School Budget: Past the Fat into the Muscle of Our Schools
- Category: Schools
- Published: Wednesday, 09 February 2011 16:17
Balancing excellence with austerity is no easy task. And it’s the tightrope Scarsdale Public Schools Superintendent Michael McGill and his staff must walk these days. On Monday night the board delivered the 2011-2012 budget in a presentation titled “Landmark Schools in Hard Times” and went on to show the situation in Scarsdale is exactly that.
First, McGill explained the commitment to educational values. From their findings, the majority of residents believe the school programs are justified and the community values ‘excellence’ in academics, arts, athletics and professional development. The Board wants to maintain this commitment, under these difficult constraints.

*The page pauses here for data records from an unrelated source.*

//! Runtime Module
//!
//! Activates applications and drives their lifecycle:
//! - Resolver (identifier to constructor)
//! - Registry and dispatcher (one live instance per identifier)
//! - Panic isolation around application code

pub mod guard;
pub mod registry;
pub mod resolver;

pub use registry::{ActiveApp, AppRegistry};
pub use resolver::{AppFactory, AppResolver};
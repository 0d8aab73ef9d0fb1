//! Application interface definition.
//!
//! Defines the lifecycle contract every pluggable application implements.

use crate::app::descriptor::AppDescriptor;
use crate::core::Error;
use serde::{Deserialize, Serialize};
use std::fmt;
use std::str::FromStr;

/// Result type for application lifecycle operations.
pub type AppResult<T> = std::result::Result<T, AppError>;

/// Error raised by application code.
#[derive(Clone, Debug, PartialEq, Eq, thiserror::Error)]
pub enum AppError {
    /// The application reported a failure
    #[error("{0}")]
    Failed(String),

    /// The application does not implement this operation
    #[error("Operation not supported: {0}")]
    Unsupported(Lifecycle),

    /// The application's configuration was rejected
    #[error("Invalid configuration: {0}")]
    InvalidConfiguration(String),

    /// The application panicked
    #[error("Application panicked: {0}")]
    Panicked(String),
}

impl AppError {
    /// Create a generic failure.
    pub fn failed(message: impl Into<String>) -> Self {
        AppError::Failed(message.into())
    }

    /// Create a configuration failure.
    pub fn invalid_configuration(message: impl Into<String>) -> Self {
        AppError::InvalidConfiguration(message.into())
    }
}

/// Lifecycle operation dispatched against an active application.
///
/// `init` is not a selector; the resolver runs it once during activation.
#[derive(Clone, Copy, Debug, PartialEq, Eq, Hash, Serialize, Deserialize)]
#[serde(rename_all = "snake_case")]
pub enum Lifecycle {
    /// Install the application
    Install,
    /// Apply the application's configuration
    Configure,
    /// Run the application once, outside any schedule
    TriggerOnDemand,
}

impl Lifecycle {
    /// All selectors, in dispatch order.
    pub const ALL: [Lifecycle; 3] = [
        Lifecycle::Install,
        Lifecycle::Configure,
        Lifecycle::TriggerOnDemand,
    ];

    /// Canonical name of the operation.
    pub fn as_str(&self) -> &'static str {
        match self {
            Lifecycle::Install => "install",
            Lifecycle::Configure => "configure",
            Lifecycle::TriggerOnDemand => "trigger_on_demand",
        }
    }
}

impl fmt::Display for Lifecycle {
    fn fmt(&self, f: &mut fmt::Formatter<'_>) -> fmt::Result {
        f.write_str(self.as_str())
    }
}

impl FromStr for Lifecycle {
    type Err = Error;

    fn from_str(s: &str) -> Result<Self, Self::Err> {
        match s {
            "install" => Ok(Lifecycle::Install),
            "configure" => Ok(Lifecycle::Configure),
            "trigger_on_demand" | "triggerOnDemand" => Ok(Lifecycle::TriggerOnDemand),
            other => Err(Error::UnknownLifecycle(other.to_string())),
        }
    }
}

/// Application trait that all pluggable applications must implement.
///
/// `init` receives exclusive access before the instance is shared; the
/// remaining operations run on a shared instance and may be called from
/// several threads, so state they touch needs interior mutability.
pub trait Application: Send + Sync {
    /// Human-readable name, used in logs.
    fn name(&self) -> &str {
        std::any::type_name::<Self>()
    }

    /// Initialize the application from the descriptor that activated it.
    fn init(&mut self, app: &AppDescriptor) -> AppResult<()>;

    /// Install the application.
    fn install(&self) -> AppResult<()> {
        Err(AppError::Unsupported(Lifecycle::Install))
    }

    /// Apply the application's configuration.
    fn configure(&self) -> AppResult<()> {
        Err(AppError::Unsupported(Lifecycle::Configure))
    }

    /// Run the application once.
    fn trigger_on_demand(&self) -> AppResult<()> {
        Err(AppError::Unsupported(Lifecycle::TriggerOnDemand))
    }

    /// Dispatch a lifecycle selector.
    fn run(&self, selector: Lifecycle) -> AppResult<()> {
        match selector {
            Lifecycle::Install => self.install(),
            Lifecycle::Configure => self.configure(),
            Lifecycle::TriggerOnDemand => self.trigger_on_demand(),
        }
    }
}
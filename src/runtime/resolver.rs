//! Application resolver.
//!
//! Maps identifiers to constructors, and turns an identifier plus the
//! collaborator bundle into an initialized application.

use crate::app::{AppDescriptor, AppResult, Application, Collaborators, FromCollaborators};
use crate::core::{Error, Result};
use crate::runtime::guard::guard;
use std::collections::HashMap;
use std::sync::Arc;

/// Constructor stored for an identifier.
pub type AppFactory =
    Arc<dyn Fn(&Collaborators) -> AppResult<Box<dyn Application>> + Send + Sync>;

/// Table of known application constructors.
#[derive(Clone, Default)]
pub struct AppResolver {
    factories: HashMap<String, AppFactory>,
}

impl AppResolver {
    /// Create an empty resolver.
    pub fn new() -> Self {
        Self::default()
    }

    /// Register a constructor under an identifier.
    pub fn register<F, A>(&mut self, identifier: &str, factory: F) -> Result<()>
    where
        F: Fn(&Collaborators) -> AppResult<A> + Send + Sync + 'static,
        A: Application + 'static,
    {
        if self.factories.contains_key(identifier) {
            return Err(Error::DuplicateRegistration(identifier.to_string()));
        }

        let factory: AppFactory = Arc::new(move |collaborators: &Collaborators| {
            factory(collaborators).map(|app| Box::new(app) as Box<dyn Application>)
        });
        self.factories.insert(identifier.to_string(), factory);
        tracing::debug!(app = identifier, "registered application factory");
        Ok(())
    }

    /// Register a type constructed through [`FromCollaborators`].
    pub fn register_type<A>(&mut self, identifier: &str) -> Result<()>
    where
        A: Application + FromCollaborators + 'static,
    {
        self.register(identifier, A::from_collaborators)
    }

    /// Check whether an identifier is registered.
    pub fn contains(&self, identifier: &str) -> bool {
        self.factories.contains_key(identifier)
    }

    /// Registered identifiers, sorted.
    pub fn identifiers(&self) -> Vec<&str> {
        let mut ids: Vec<&str> = self.factories.keys().map(String::as_str).collect();
        ids.sort_unstable();
        ids
    }

    /// Number of registered identifiers.
    pub fn len(&self) -> usize {
        self.factories.len()
    }

    /// Whether nothing is registered.
    pub fn is_empty(&self) -> bool {
        self.factories.is_empty()
    }

    /// Construct and initialize the application registered under `identifier`.
    ///
    /// The instance is only returned once `init` has succeeded.
    pub fn resolve(
        &self,
        identifier: &str,
        collaborators: &Collaborators,
        descriptor: &AppDescriptor,
    ) -> Result<Box<dyn Application>> {
        let factory = self
            .factories
            .get(identifier)
            .ok_or_else(|| Error::TypeNotFound(identifier.to_string()))?;

        let mut app = guard("construct", || factory(collaborators)).map_err(|source| {
            Error::ConstructionFailed {
                identifier: identifier.to_string(),
                source,
            }
        })?;

        guard("init", || app.init(descriptor)).map_err(|source| Error::InitFailed {
            identifier: identifier.to_string(),
            source,
        })?;

        Ok(app)
    }
}

impl std::fmt::Debug for AppResolver {
    fn fmt(&self, f: &mut std::fmt::Formatter<'_>) -> std::fmt::Result {
        f.debug_struct("AppResolver")
            .field("identifiers", &self.identifiers())
            .finish()
    }
}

The budget is projected to remain relatively flat in the coming year, with the majority of the 2.9% growth coming from pension mandates. This is the fourth year of sub-3% budget growth for Scarsdale schools, a precedent. Most of the students and parents initially will not feel much of a change on a day-to-day basis or the pinch from Albany that many schools across New York currently feel. But the devil, as they say, is in the details.
What’s Missing?
The future looks a bit dimmer at Scarsdale schools. There will be no future funding for some interdisciplinary programs, Mandarin, and some electives in science and social studies. The schools will also reduce educational investment in sustainability, arts and interdependence. These were things that many students were excited about.
Also gone: Aid from Albany. Much of that money was put to building projects and capital improvements. So if you think the bathrooms at your kid’s school is dated, it will most likely remain that way.
So far Scarsdale has avoided lay offs mainly through attrition, but those losses will soon be felt. One such example is the loss of the part time health coordinator in the elementary schools. Right now the schools are trying to figure out who will teach some of the more ‘delicate’ subjects to the older grade-schoolers. (That sound you hear are the teachers yelling ‘Not I')
There will also potentially be larger classes in science labs with a chance that students may have to double-up at stations.
Some school aide hours will also be cut and some of the technology, secretarial and para-professional staffings had to be restructured.
As McGill puts it, “We are done cutting fat and down to muscle.”
And that was clear at the meeting. As Assistant Superintendent Linda Purvis worked through the details of the budget, it started to feel a bit threadbare- with a justification for everything, including the faulty heater in the middle school. And in order to get proper coverage throughout the school day--the custodian schedule is more intricate than a Persian rug.
So What?
I’m sure many of you are rolling your eyes. This is Scarsdale. Our school budget is bigger than the GDP of many small countries. We all know other schools that have it much worse, with teachers buying school supplies, parents funding sports programs and no money left in the budget for art, music or any sort of elective.
Admittedly, I am very new to the budget process and even Scarsdale schools. My oldest will enter Kindergarten here in the fall. So maybe this is the show that the Board puts on each year for the budget, but their concern seems real and their love and respect for our children’s education seems genuine to me. I have faith that much like the economy this situation will improve over time. But I am worried about what these multi-year sub-par growth budgets will mean for the town’s psyche.
While the cuts may not seem so bad this year on an individual basis, taken together you get a sense of stagnation. Many of us moved here specifically for the schools. Maintaining and keeping the budget flat may be the prudent and only thing that can be done this year. Longer term, I worry that little growth will become status quo and innovation will become synonymous with cost; a recipe for mediocrity that I don’t think most residents want.
Jen is a freelance journalist who has covered the economy and markets for over a decade at a major financial news outlet. She lives in Scarsdale with her husband and 2 children. Jen has yet to bake a successful batch of cookies.